» **WHAT YOU SHOULD DO**
Find the line that contains "Uuid::new_v4().simple().to_string()" in the entries below. Write out that line and all that follow it, unchanged and alone.

» **RECORDS FOR THIS TASK**
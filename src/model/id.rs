use uuid::Uuid;

/// Generate a fresh opaque id for a list or task.
///
/// Ids are compared by value only; positions shift constantly during a drag,
/// so nothing in the crate keys entities by index.
pub fn generate_id() -> String {
    Uuid::new_v4().simple().to_string()
}

/// Task ids name directories on disk, so they must be a single plain path
/// component.
pub fn is_path_safe(id: &str) -> bool {
    !id.is_empty() && id != "." && id != ".." && !id.contains(['/', '\\', '\0'])
}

» **OUTPUT**
    Uuid::new_v4().simple().to_string()
}

/// Task ids name directories on disk, so they must be a single plain path
/// component.
pub fn is_path_safe(id: &str) -> bool {
    !id.is_empty() && id != "." && id != ".." && !id.contains(['/', '\\', '\0'])
}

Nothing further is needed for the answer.